> **Work instructions**
Show all lines of the entries in which the word "named" is found.

> **Dataset content**
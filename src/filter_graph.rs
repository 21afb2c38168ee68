//! Filter graph construction and the push/pull frame exchange.
//!
//! A [`FilterGraph`] is a linear chain with one `buffer` source named `in`
//! and one `buffersink` named `out`. The chain between them comes from a
//! [`FilterDescriptor`]. The graph is built and negotiated once; any parse
//! or negotiation problem surfaces from [`FilterGraph::build`], never while
//! frames are flowing.
//!
//! The sink's negotiated format must be a packed host layout (see
//! [`PixelFormat`]), so everything [`FilterGraph::pull`] returns is a
//! [`HostFrame`].

use ffmpeg_next::{
    Error as FfmpegError, Rational, filter::Graph, format::Pixel, frame::Video as VideoFrame,
    util::error::EAGAIN,
};
use ffmpeg_sys_next::{AVFilterContext, AVPixelFormat};

use crate::configuration::{FilterDescriptor, PixelFormat};
use crate::decoder::DecodeSession;
use crate::error::{GraphErrorKind, PipelineError};
use crate::frame::{DecodedFrame, HostFrame};
use crate::hardware_acceleration::{
    HardwareDeviceType, HardwareFramesContext, is_hardware_pixel_format, software_surface_format,
};

/// Description of the frames that will be pushed into the graph source.
pub struct SourceFrameParameters {
    width: u32,
    height: u32,
    format: Pixel,
    time_base: Rational,
    aspect_ratio: Rational,
    device: Option<HardwareDeviceType>,
    frames_context: Option<HardwareFramesContext>,
}

impl SourceFrameParameters {
    /// Describe the source from an actual decoded frame.
    ///
    /// Device surfaces normally carry the pool they were allocated from. If
    /// one does not, a pool is allocated on the decoder's device with the
    /// frame's size and the stream's bit depth.
    pub(crate) fn from_decoded_frame(
        frame: &DecodedFrame,
        session: &DecodeSession,
        pool_size: u32,
    ) -> Result<Self, PipelineError> {
        let raw = frame.as_video_frame();
        let (aspect_ratio, pool) = unsafe {
            let pointer = raw.as_ptr();
            (Rational::from((*pointer).sample_aspect_ratio), (*pointer).hw_frames_ctx)
        };

        let (device, frames_context) = match frame {
            DecodedFrame::HostResident(_) => (None, None),
            DecodedFrame::HardwareResident(hardware) => {
                let frames_context = match HardwareFramesContext::from_frame_pool(pool) {
                    Some(shared) => shared,
                    None => {
                        log::debug!(
                            "Decoded {:?} surface has no frame pool; allocating one",
                            hardware.format()
                        );
                        allocate_pool(session, hardware.format(), frame.width(), frame.height(), pool_size)?
                    }
                };
                (Some(hardware.device()), Some(frames_context))
            }
        };

        Ok(Self {
            width: frame.width(),
            height: frame.height(),
            format: frame.format(),
            time_base: session.time_base(),
            aspect_ratio,
            device,
            frames_context,
        })
    }

    /// Describe the source from the decoder's parameters alone, for streams
    /// that never produced a frame.
    pub(crate) fn from_decoder(session: &DecodeSession, pool_size: u32) -> Result<Self, PipelineError> {
        let (device, format, frames_context) = match session.hardware_device() {
            Some(device) => {
                let format = device.surface_format();
                let pool = allocate_pool(session, format, session.width(), session.height(), pool_size)?;
                (Some(device), format, Some(pool))
            }
            None => {
                let format = match session.format() {
                    Pixel::None => Pixel::YUV420P,
                    format => format,
                };
                (None, format, None)
            }
        };

        Ok(Self {
            width: session.width(),
            height: session.height(),
            format,
            time_base: session.time_base(),
            aspect_ratio: session.aspect_ratio(),
            device,
            frames_context,
        })
    }

    /// Width of source frames.
    pub fn width(&self) -> u32 {
        self.width
    }

    /// Height of source frames.
    pub fn height(&self) -> u32 {
        self.height
    }

    /// Pixel format of source frames (opaque for device surfaces).
    pub fn format(&self) -> Pixel {
        self.format
    }

    /// The device source frames live on, if any.
    pub fn device(&self) -> Option<HardwareDeviceType> {
        self.device
    }

    fn buffer_arguments(&self) -> String {
        let aspect = if self.aspect_ratio.numerator() > 0 && self.aspect_ratio.denominator() > 0 {
            self.aspect_ratio
        } else {
            Rational::new(1, 1)
        };
        format!(
            "video_size={}x{}:pix_fmt={}:time_base={}/{}:pixel_aspect={}/{}",
            self.width,
            self.height,
            AVPixelFormat::from(self.format) as i32,
            self.time_base.numerator(),
            self.time_base.denominator(),
            aspect.numerator(),
            aspect.denominator(),
        )
    }
}

fn allocate_pool(
    session: &DecodeSession,
    hardware_format: Pixel,
    width: u32,
    height: u32,
    pool_size: u32,
) -> Result<HardwareFramesContext, PipelineError> {
    let device = session.device_context().ok_or_else(|| {
        PipelineError::graph(
            GraphErrorKind::UnsupportedHardwarePath,
            "hardware source has no device to allocate a frame pool on",
        )
    })?;
    HardwareFramesContext::allocate(
        device,
        hardware_format,
        software_surface_format(session.bits_per_raw_sample()),
        width,
        height,
        pool_size,
    )
}

/// Outcome of [`FilterGraph::pull`].
pub enum Pull {
    /// A filtered host-memory frame.
    Frame(HostFrame),
    /// The graph needs another source frame first.
    NeedMoreInput,
    /// The graph was flushed and has nothing left.
    Exhausted,
}

/// A built and negotiated filter graph.
pub struct FilterGraph {
    graph: Graph,
    frames_context: Option<HardwareFramesContext>,
    description: String,
    output_width: u32,
    output_height: u32,
    output_format: PixelFormat,
    output_time_base: Rational,
    flushed: bool,
    exhausted: bool,
}

impl FilterGraph {
    /// Build the graph `in → <chain> → out` for the given source.
    ///
    /// # Errors
    ///
    /// Returns [`PipelineError::Graph`] with
    /// - [`GraphErrorKind::ParseFailed`] if the chain cannot be parsed or
    ///   names unknown filters,
    /// - [`GraphErrorKind::FormatNegotiationFailed`] if formats cannot be
    ///   negotiated or the output is not a supported packed layout,
    /// - [`GraphErrorKind::UnsupportedHardwarePath`] if frames would leave
    ///   the graph still on the device, or a device source has no pool.
    pub fn build(
        filter: &FilterDescriptor,
        source: SourceFrameParameters,
    ) -> Result<Self, PipelineError> {
        let description = filter.resolve(source.device);
        log::debug!("Building filter graph: {description}");

        if is_hardware_pixel_format(source.format) && source.frames_context.is_none() {
            return Err(PipelineError::graph(
                GraphErrorKind::UnsupportedHardwarePath,
                format!("{:?} source frames have no hardware frame pool", source.format),
            ));
        }

        let mut graph = Graph::new();

        let buffer = ffmpeg_next::filter::find("buffer").ok_or_else(|| {
            PipelineError::graph(
                GraphErrorKind::FormatNegotiationFailed,
                "FFmpeg 'buffer' filter not found",
            )
        })?;
        graph
            .add(&buffer, "in", &source.buffer_arguments())
            .map_err(|error| {
                PipelineError::graph(
                    GraphErrorKind::FormatNegotiationFailed,
                    format!("Failed to add buffer source: {error}"),
                )
            })?;

        if let Some(frames_context) = &source.frames_context {
            let input = filter_context(&mut graph, "in")?;
            attach_frames_context(input, frames_context)?;
        }

        let buffersink = ffmpeg_next::filter::find("buffersink").ok_or_else(|| {
            PipelineError::graph(
                GraphErrorKind::FormatNegotiationFailed,
                "FFmpeg 'buffersink' filter not found",
            )
        })?;
        graph.add(&buffersink, "out", "").map_err(|error| {
            PipelineError::graph(
                GraphErrorKind::FormatNegotiationFailed,
                format!("Failed to add buffer sink: {error}"),
            )
        })?;

        graph
            .output("in", 0)
            .and_then(|parser| parser.input("out", 0))
            .and_then(|parser| parser.parse(&description))
            .map_err(|error| {
                PipelineError::graph(
                    GraphErrorKind::ParseFailed,
                    format!("Failed to parse filter chain '{description}': {error}"),
                )
            })?;

        graph.validate().map_err(|error| {
            PipelineError::graph(
                GraphErrorKind::FormatNegotiationFailed,
                format!("Failed to configure filter chain '{description}': {error}"),
            )
        })?;

        let sink = filter_context(&mut graph, "out")?;
        let (raw_format, width, height, time_base) = unsafe {
            (
                ffmpeg_sys_next::av_buffersink_get_format(sink),
                ffmpeg_sys_next::av_buffersink_get_w(sink),
                ffmpeg_sys_next::av_buffersink_get_h(sink),
                Rational::from(ffmpeg_sys_next::av_buffersink_get_time_base(sink)),
            )
        };
        let sink_format = pixel_from_raw(raw_format);

        if is_hardware_pixel_format(sink_format) {
            return Err(PipelineError::graph(
                GraphErrorKind::UnsupportedHardwarePath,
                format!(
                    "filter chain '{description}' leaves frames in {sink_format:?} device memory; add a hwmap or hwdownload stage"
                ),
            ));
        }
        let output_format = PixelFormat::from_ffmpeg_pixel(sink_format).ok_or_else(|| {
            PipelineError::graph(
                GraphErrorKind::FormatNegotiationFailed,
                format!("filter chain '{description}' outputs {sink_format:?}, which is not a supported packed layout"),
            )
        })?;
        if width <= 0 || height <= 0 {
            return Err(PipelineError::graph(
                GraphErrorKind::FormatNegotiationFailed,
                format!("filter chain '{description}' negotiated an empty {width}x{height} output"),
            ));
        }

        log::debug!(
            "Filter graph negotiated {:?} {}x{} -> {output_format} {width}x{height}",
            source.format,
            source.width,
            source.height,
        );

        Ok(Self {
            graph,
            frames_context: source.frames_context,
            description,
            output_width: width as u32,
            output_height: height as u32,
            output_format,
            output_time_base: time_base,
            flushed: false,
            exhausted: false,
        })
    }

    /// Push one decoded frame into the graph source.
    ///
    /// # Errors
    ///
    /// Returns [`PipelineError::Runtime`] if the source rejects the frame,
    /// for example after a mid-stream change of frame size.
    pub fn push(&mut self, frame: DecodedFrame) -> Result<(), PipelineError> {
        let mut frame = match frame {
            DecodedFrame::HardwareResident(frame) => frame.into_video_frame(),
            DecodedFrame::HostResident(frame) => frame.into_video_frame(),
        };

        if let Some(frames_context) = &self.frames_context {
            unsafe {
                let pointer = frame.as_mut_ptr();
                if is_hardware_pixel_format(frame.format()) && (*pointer).hw_frames_ctx.is_null() {
                    (*pointer).hw_frames_ctx = frames_context.new_reference();
                }
            }
        }

        self.graph
            .get("in")
            .ok_or_else(|| PipelineError::Runtime("Filter 'in' not found".to_string()))?
            .source()
            .add(&frame)
            .map_err(|error| PipelineError::Runtime(format!("Failed to feed filter graph: {error}")))
    }

    /// Pull the next filtered frame.
    ///
    /// # Errors
    ///
    /// Returns [`PipelineError::Runtime`] if a filter fails on this frame
    /// (for example a failed device-to-host map).
    pub fn pull(&mut self) -> Result<Pull, PipelineError> {
        if self.exhausted {
            return Ok(Pull::Exhausted);
        }

        let mut frame = VideoFrame::empty();
        let result = self
            .graph
            .get("out")
            .ok_or_else(|| PipelineError::Runtime("Filter 'out' not found".to_string()))?
            .sink()
            .frame(&mut frame);

        match result {
            Ok(()) => HostFrame::new(frame).map(Pull::Frame).map_err(|frame| {
                PipelineError::Runtime(format!(
                    "Filter graph emitted a {:?} device surface",
                    frame.format()
                ))
            }),
            Err(FfmpegError::Other { errno }) if errno == EAGAIN => Ok(Pull::NeedMoreInput),
            Err(FfmpegError::Eof) => {
                self.exhausted = true;
                Ok(Pull::Exhausted)
            }
            Err(error) => Err(PipelineError::Runtime(format!(
                "Failed to pull from filter graph: {error}"
            ))),
        }
    }

    /// Signal end of input to the graph source. Calling this more than once
    /// is harmless.
    ///
    /// # Errors
    ///
    /// Returns [`PipelineError::Runtime`] if the source refuses the signal.
    pub fn flush(&mut self) -> Result<(), PipelineError> {
        if self.flushed {
            return Ok(());
        }
        self.flushed = true;
        log::debug!("Flushing filter graph");
        self.graph
            .get("in")
            .ok_or_else(|| PipelineError::Runtime("Filter 'in' not found".to_string()))?
            .source()
            .flush()
            .map_err(|error| PipelineError::Runtime(format!("Failed to flush filter graph: {error}")))
    }

    /// Negotiated output width.
    pub fn output_width(&self) -> u32 {
        self.output_width
    }

    /// Negotiated output height.
    pub fn output_height(&self) -> u32 {
        self.output_height
    }

    /// Negotiated output layout.
    pub fn output_format(&self) -> PixelFormat {
        self.output_format
    }

    /// Time base of output timestamps. Equal to the stream's unless the
    /// chain retimes frames.
    pub fn output_time_base(&self) -> Rational {
        self.output_time_base
    }

    /// `true` once [`flush`](FilterGraph::flush) has been called.
    pub fn is_flushed(&self) -> bool {
        self.flushed
    }

    /// The chain text the graph was built from.
    pub fn description(&self) -> &str {
        &self.description
    }
}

> **Exercise result**
//! A [`FilterGraph`] is a linear chain with one `buffer` source named `in`
//! and one `buffersink` named `out`. The chain between them comes from a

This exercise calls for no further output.